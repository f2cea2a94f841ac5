//! Bounded fixed-delay retry

use std::thread;
use std::time::Duration;

/// Fixed delay between attempts with a hard attempt cap
#[derive(Debug, Clone, Copy, PartialEq, Eq)]
pub struct RetryPolicy {
    pub max_attempts: u32,
    pub delay: Duration,
    /// Wait `delay` before the first attempt as well
    pub delay_first: bool,
}

impl RetryPolicy {
    pub fn new(max_attempts: u32, delay: Duration) -> Self {
        Self {
            max_attempts,
            delay,
            delay_first: false,
        }
    }

    pub fn delayed_start(mut self) -> Self {
        self.delay_first = true;
        self
    }

    /// Single attempt, no waiting
    pub fn immediate() -> Self {
        Self::new(1, Duration::ZERO)
    }

    /// Call `attempt` (1-based) until it returns `Some` or the cap is reached
    pub fn run<T>(&self, mut attempt: impl FnMut(u32) -> Option<T>) -> Option<T> {
        let attempts = self.max_attempts.max(1);
        for n in 1..=attempts {
            if n > 1 || self.delay_first {
                self.sleep();
            }
            if let Some(value) = attempt(n) {
                return Some(value);
            }
        }
        None
    }

    fn sleep(&self) {
        if !self.delay.is_zero() {
            thread::sleep(self.delay);
        }
    }
}

impl Default for RetryPolicy {
    fn default() -> Self {
        Self::new(3, Duration::from_millis(1000))
    }
}
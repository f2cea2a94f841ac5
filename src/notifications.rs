//! Windows toast notification handling

use crate::app::orchestrator::Notice;
use crate::error::{AppError, Result};
use crate::i18n::Locale;
use log::{debug, info, warn};
use std::ffi::OsStr;
use std::os::windows::ffi::OsStrExt;
use windows::core::{HSTRING, PCWSTR};
use windows::Data::Xml::Dom::XmlDocument;
use windows::UI::Notifications::{ToastNotification, ToastNotificationManager};
use windows::Win32::Foundation::HWND;
use windows::Win32::System::Registry::{
    RegCloseKey, RegCreateKeyExW, RegSetValueExW, HKEY, HKEY_CURRENT_USER, KEY_WRITE,
    REG_OPTION_NON_VOLATILE, REG_SZ,
};
use windows::Win32::UI::WindowsAndMessaging::{
    MessageBoxW, MB_ICONERROR, MB_ICONINFORMATION, MB_ICONWARNING, MB_OK, MB_SETFOREGROUND,
};

/// Application User Model ID for toast notifications
const APP_USER_MODEL_ID: &str = "BtProfileSwitcher.App";

/// Display name shown in notification center
const APP_DISPLAY_NAME: &str = "BT Profile Switcher";

fn wide(s: &str) -> Vec<u16> {
    OsStr::new(s).encode_wide().chain(std::iter::once(0)).collect()
}

fn set_string_value(hkey: HKEY, name: &str, value: &str) {
    let name_wide = wide(name);
    let value_wide = wide(value);
    let bytes: Vec<u8> = value_wide.iter().flat_map(|&c| c.to_le_bytes()).collect();

    let result = unsafe {
        RegSetValueExW(hkey, PCWSTR::from_raw(name_wide.as_ptr()), 0, REG_SZ, Some(&bytes))
    };
    if result.is_err() {
        warn!("Failed to set {} registry value: {:?}", name, result);
    }
}

/// Register the Application User Model ID (AUMID) under HKEY_CURRENT_USER.
///
/// Unpackaged desktop applications need it for toasts to reach the notification center.
pub fn register_aumid() -> Result<()> {
    let subkey = format!("Software\\Classes\\AppUserModelId\\{}", APP_USER_MODEL_ID);
    let subkey_wide = wide(&subkey);

    let mut hkey = HKEY::default();
    let result = unsafe {
        RegCreateKeyExW(
            HKEY_CURRENT_USER,
            PCWSTR::from_raw(subkey_wide.as_ptr()),
            0,
            None,
            REG_OPTION_NON_VOLATILE,
            KEY_WRITE,
            None,
            &mut hkey,
            None,
        )
    };

    if result.is_err() {
        warn!("Failed to create registry key for AUMID: {:?}", result);
        return Err(AppError::ConfigError(format!(
            "Failed to create AUMID registry key: {:?}",
            result
        )));
    }

    set_string_value(hkey, "DisplayName", APP_DISPLAY_NAME);

    if let Some(exe_dir) = std::env::current_exe().ok().and_then(|p| p.parent().map(|d| d.to_path_buf())) {
        let icon_path = exe_dir.join("resources").join("app.ico");
        set_string_value(hkey, "IconUri", &icon_path.to_string_lossy());
    }

    unsafe {
        let _ = RegCloseKey(hkey);
    }

    info!("AUMID registered successfully: {}", APP_USER_MODEL_ID);
    Ok(())
}

/// Toast notification icon type (used for MessageBox fallback)
#[derive(Debug, Clone, Copy, PartialEq, Eq)]
enum ToastIcon {
    Info,
    Warning,
    Error,
}

fn icon_for(notice: &Notice) -> ToastIcon {
    match notice {
        Notice::AdminRequired | Notice::SwitchFailed { .. } => ToastIcon::Warning,
        _ => ToastIcon::Info,
    }
}

/// Presents [`Notice`] values as toasts, falling back to a message box
#[derive(Clone)]
pub struct NotificationManager {
    enabled: bool,
    locale: Locale,
    /// If true, always use MessageBox even when toast is enabled (for unregistered apps)
    force_message_box: bool,
}

impl NotificationManager {
    pub fn new(locale: Locale) -> Self {
        Self {
            enabled: true,
            locale,
            force_message_box: false,
        }
    }

    /// Set whether to force MessageBox instead of toast (for unpackaged apps)
    pub fn set_force_message_box(&mut self, force: bool) {
        self.force_message_box = force;
    }

    /// Enable or disable all notifications
    pub fn set_enabled(&mut self, enabled: bool) {
        self.enabled = enabled;
    }

    pub fn set_locale(&mut self, locale: Locale) {
        self.locale = locale;
    }

    pub fn show(&self, notice: &Notice) -> Result<()> {
        if !self.enabled {
            return Ok(());
        }

        let (title, message) = self.locale.notice_text(notice);
        self.show_notification(&title, &message, icon_for(notice))
    }

    /// Error dialog shown regardless of the notification setting
    pub fn show_error(&self, message: &str) {
        let title = self.locale.text("error_title");
        let _ = self.show_message_box(&title, message, ToastIcon::Error);
    }

    /// Show a notification - tries toast first, falls back to MessageBox
    fn show_notification(&self, title: &str, message: &str, icon: ToastIcon) -> Result<()> {
        if self.force_message_box {
            return self.show_message_box(title, message, icon);
        }

        match self.show_windows_toast(title, message) {
            Ok(()) => return Ok(()),
            Err(e) => {
                debug!("Toast notification failed, falling back to MessageBox: {}", e);
            }
        }

        self.show_message_box(title, message, icon)
    }

    /// Show Windows toast notification using WinRT API
    fn show_windows_toast(&self, title: &str, message: &str) -> Result<()> {
        let toast_xml = format!(
            r#"<toast>
                <visual>
                    <binding template="ToastGeneric">
                        <text>{}</text>
                        <text>{}</text>
                    </binding>
                </visual>
                <audio silent="true"/>
            </toast>"#,
            escape_xml(title),
            escape_xml(message)
        );

        let xml_doc = XmlDocument::new()
            .map_err(|e| AppError::ConfigError(format!("Failed to create XmlDocument: {}", e)))?;

        xml_doc
            .LoadXml(&HSTRING::from(&toast_xml))
            .map_err(|e| AppError::ConfigError(format!("Failed to load toast XML: {}", e)))?;

        let toast = ToastNotification::CreateToastNotification(&xml_doc)
            .map_err(|e| AppError::ConfigError(format!("Failed to create toast: {}", e)))?;

        let notifier = ToastNotificationManager::CreateToastNotifierWithId(&HSTRING::from(APP_USER_MODEL_ID))
            .map_err(|e| AppError::ConfigError(format!("Failed to create notifier: {}", e)))?;

        notifier
            .Show(&toast)
            .map_err(|e| AppError::ConfigError(format!("Failed to show toast: {}", e)))?;

        info!("Toast notification shown: {} - {}", title, message);
        Ok(())
    }

    /// Show a message box on its own thread so the event loop keeps running
    fn show_message_box(&self, title: &str, message: &str, icon: ToastIcon) -> Result<()> {
        let title = title.to_string();
        let message = message.to_string();

        std::thread::Builder::new()
            .name("message-box".into())
            .spawn(move || {
                let title_wide = wide(&title);
                let message_wide = wide(&message);

                let icon_flags = match icon {
                    ToastIcon::Info => MB_ICONINFORMATION,
                    ToastIcon::Warning => MB_ICONWARNING,
                    ToastIcon::Error => MB_ICONERROR,
                };

                unsafe {
                    MessageBoxW(
                        HWND::default(),
                        PCWSTR::from_raw(message_wide.as_ptr()),
                        PCWSTR::from_raw(title_wide.as_ptr()),
                        MB_OK | icon_flags | MB_SETFOREGROUND,
                    );
                }
            })
            .map(|_| ())
            .map_err(AppError::from)
    }
}

/// Escape XML special characters
fn escape_xml(s: &str) -> String {
    s.replace('&', "&amp;")
        .replace('<', "&lt;")
        .replace('>', "&gt;")
        .replace('"', "&quot;")
        .replace('\'', "&apos;")
}

#[cfg(test)]
mod tests {
    use super::*;
    use crate::profile::mode::AudioProfile;

    #[test]
    fn test_notification_disabled() {
        let mut manager = NotificationManager::new(Locale::default());
        manager.set_enabled(false);
        // Should not error even when disabled
        let result = manager.show(&Notice::ModeChanged {
            profile: AudioProfile::Music,
        });
        assert!(result.is_ok());
    }

    #[test]
    fn test_warning_icons() {
        assert_eq!(icon_for(&Notice::AdminRequired), ToastIcon::Warning);
        assert_eq!(
            icon_for(&Notice::Connected { device: "Buds".into() }),
            ToastIcon::Info
        );
    }

    #[test]
    fn test_escape_xml() {
        assert_eq!(escape_xml("Hello & World"), "Hello &amp; World");
        assert_eq!(escape_xml("<test>"), "&lt;test&gt;");
        assert_eq!(escape_xml("\"quoted\""), "&quot;quoted&quot;");
    }
}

════════

*Exercise details:*
In the listing above, locate the line containing "use std::thread;" and the line containing "pub fn immediate()", then transcribe both and every line between them verbatim.

*Written reply:*
use std::thread;
use std::time::Duration;

/// Fixed delay between attempts with a hard attempt cap
#[derive(Debug, Clone, Copy, PartialEq, Eq)]
pub struct RetryPolicy {
    pub max_attempts: u32,
    pub delay: Duration,
    /// Wait `delay` before the first attempt as well
    pub delay_first: bool,
}

impl RetryPolicy {
    pub fn new(max_attempts: u32, delay: Duration) -> Self {
        Self {
            max_attempts,
            delay,
            delay_first: false,
        }
    }

    pub fn delayed_start(mut self) -> Self {
        self.delay_first = true;
        self
    }

    /// Single attempt, no waiting
    pub fn immediate() -> Self {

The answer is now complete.